Published Tuesday, 10 September 2013
Belfast City Hall decided last year to fly the Union flag less often. (© Pacemaker)
In sentencing David Boyd, 19, and Frank Aiken, 22, Judge David McFarland repeated the warning that anyone involved in rioting "had to expect to go to prison".
He accepted that both Boyd and Aiken got involved in rioting after attending a flag protest.
The Recorder of Belfast at Belfast Crown Court commented: "Perhaps those who organise these protests and call people onto the street should reflect that those who ... get swept up into the riot are the individuals who suffer the consequences."
He had earlier heard that Boyd, from Donegal Pass and Aiken, from Roden street, both in Belfast, had pleased guilt to rioting on 12 January.
Following a protest at City Hall over the Union flag, crowds of up to 200 loyalists were marching back to east Belfast when they attacked police lines close to Central Station.

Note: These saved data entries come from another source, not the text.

//! Catalog sections with load tracking.
//!
//! The store starts with every section pending and is warmed by a background
//! task. Until a section settles, reads return [`Loadable::Loading`] so pages
//! can render skeletons. A section whose fetch fails still settles (to an
//! empty list) so the page never waits forever.

use std::future::Future;
use std::sync::Arc;
use std::sync::atomic::{AtomicBool, Ordering};

use solestyle_core::{BlogPostSummary, Collection, Loadable, Product};
use tracing::{error, info, instrument};

use super::{Catalog, CatalogError};

/// Catalog plus per-section readiness.
#[derive(Clone)]
pub struct CatalogStore {
    catalog: Catalog,
    readiness: Arc<Readiness>,
}

#[derive(Default)]
struct Readiness {
    products: AtomicBool,
    collections: AtomicBool,
    blog_posts: AtomicBool,
}

impl CatalogStore {
    /// A store whose sections are all pending.
    #[must_use]
    pub fn new(catalog: Catalog) -> Self {
        Self {
            catalog,
            readiness: Arc::new(Readiness::default()),
        }
    }

    /// A store whose sections are all settled.
    #[must_use]
    pub fn ready(catalog: Catalog) -> Self {
        let store = Self::new(catalog);
        store.readiness.products.store(true, Ordering::Release);
        store.readiness.collections.store(true, Ordering::Release);
        store.readiness.blog_posts.store(true, Ordering::Release);
        store
    }

    /// Underlying catalog.
    #[must_use]
    pub const fn catalog(&self) -> &Catalog {
        &self.catalog
    }

    /// Whether every section has settled.
    #[must_use]
    pub fn is_ready(&self) -> bool {
        self.readiness.products.load(Ordering::Acquire)
            && self.readiness.collections.load(Ordering::Acquire)
            && self.readiness.blog_posts.load(Ordering::Acquire)
    }

    /// Spawn a background task that loads every section.
    pub fn warm_async(&self) {
        info!("Spawning background catalog warm-up task");
        let store = self.clone();
        tokio::spawn(async move {
            store.warm().await;
            info!("Catalog warm-up finished");
        });
    }

    /// Load every section concurrently, settling each as it completes.
    #[instrument(skip_all)]
    pub async fn warm(&self) {
        let readiness = &self.readiness;
        tokio::join!(
            settle(&readiness.products, "products", self.catalog.products()),
            settle(
                &readiness.collections,
                "collections",
                self.catalog.collections()
            ),
            settle(&readiness.blog_posts, "blog_posts", self.catalog.blog_posts()),
        );
    }

    /// Products, or `Loading` before the section settles.
    pub async fn products(&self) -> Loadable<Arc<Vec<Product>>> {
        read(&self.readiness.products, "products", self.catalog.products()).await
    }

    /// Collections, or `Loading` before the section settles.
    pub async fn collections(&self) -> Loadable<Arc<Vec<Collection>>> {
        read(
            &self.readiness.collections,
            "collections",
            self.catalog.collections(),
        )
        .await
    }

    /// Blog post summaries, or `Loading` before the section settles.
    pub async fn blog_posts(&self) -> Loadable<Arc<Vec<BlogPostSummary>>> {
        read(
            &self.readiness.blog_posts,
            "blog_posts",
            self.catalog.blog_posts(),
        )
        .await
    }

    /// Find a product by slug, regardless of warm-up state.
    ///
    /// # Errors
    ///
    /// Returns `CatalogError::NotFound` if no product has this slug.
    pub async fn product_by_slug(&self, slug: &str) -> Result<Product, CatalogError> {
        self.catalog.product_by_slug(slug).await
    }
}

async fn settle<T>(
    flag: &AtomicBool,
    section: &'static str,
    fetch: impl Future<Output = Result<Arc<Vec<T>>, CatalogError>>,
) {
    match fetch.await {
        Ok(items) => info!(section, count = items.len(), "Catalog section loaded"),
        Err(e) => error!(section, error = %e, "Failed to load catalog section"),
    }
    flag.store(true, Ordering::Release);
}

async fn read<T>(
    flag: &AtomicBool,
    section: &'static str,
    fetch: impl Future<Output = Result<Arc<Vec<T>>, CatalogError>>,
) -> Loadable<Arc<Vec<T>>> {
    if !flag.load(Ordering::Acquire) {
        return Loadable::Loading;
    }
    match fetch.await {
        Ok(items) => Loadable::Ready(items),
        Err(e) => {
            error!(section, error = %e, "Failed to read catalog section");
            Loadable::Ready(Arc::new(Vec::new()))
        }
    }
}
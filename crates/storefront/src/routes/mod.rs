//! HTTP route handlers for storefront.
//!
//! # Route Structure
//!
//! ```text
//! GET  /                       - Landing page (?q=, ?collection=)
//! GET  /fragments/products     - Products section (HTMX search and loading poll)
//! GET  /health                 - Liveness check
//! GET  /health/ready           - Catalog readiness check
//!
//! # Products
//! GET  /products/{slug}        - Product page
//! GET  /products/{slug}/tile   - Product tile fragment (?option.<Name>=<value>)
//! GET  /collections            - Collection listing
//!
//! # Cart (HTMX fragments)
//! POST /cart/add               - Add to cart (returns badge, triggers cart-updated)
//! GET  /cart/count             - Cart count badge
//! GET  /cart/floating          - Floating cart button
//! GET  /cart/panel             - Cart panel
//! GET  /cart/panel/close       - Empty fragment closing the panel
//! ```
//!
//! Any other path renders the not-found page.

pub mod cart;
pub mod collections;
pub mod home;
pub mod not_found;
pub mod products;

use axum::{
    Router,
    extract::State,
    http::StatusCode,
    routing::{get, post},
};

use crate::state::AppState;

/// Create the cart routes router.
pub fn cart_routes() -> Router<AppState> {
    Router::new()
        .route("/add", post(cart::add))
        .route("/count", get(cart::count))
        .route("/floating", get(cart::floating))
        .route("/panel", get(cart::panel))
        .route("/panel/close", get(cart::close_panel))
}

/// Create all page and fragment routes.
pub fn routes() -> Router<AppState> {
    Router::new()
        .route("/", get(home::index))
        .route("/fragments/products", get(home::products_fragment))
        .route("/health", get(health))
        .route("/health/ready", get(readiness))
        .route("/products/{slug}", get(products::show))
        .route("/products/{slug}/tile", get(products::tile))
        .route("/collections", get(collections::index))
        .nest("/cart", cart_routes())
        .fallback(not_found::fallback)
}

/// Liveness health check endpoint.
///
/// Returns "ok" if the server is running. Does not check dependencies.
async fn health() -> &'static str {
    "ok"
}

/// Readiness health check endpoint.
///
/// Returns 503 Service Unavailable until every catalog section has settled.
async fn readiness(State(state): State<AppState>) -> StatusCode {
    if state.catalog().is_ready() {
        StatusCode::OK
    } else {
        StatusCode::SERVICE_UNAVAILABLE
    }
}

There was then, the court heard, hand-to-hand fighting and missiles being thrown between opposing factions at the interface with the Short Strand, then more rioting at Castlereagh Street that evening.
The police had deployed water canon at certain parts of the day in an effort to quell the rioters who were attacking them with petrol bombs, fireworks and various missiles.
Boyd and Aiken, the court heard, were seen on CCTV footage throwing a few stones at police lines. When arrested and interviewed, they both confessed to attacking police and later pleaded guilty to a charge of riot.
Ordering the pair to serve half their sentences in custody and half on licence, Judge McFarland said there was "clearly a sectarian element" to the rioting during which 30 police officers had been injured and had caused a "substantial cost to the public purse".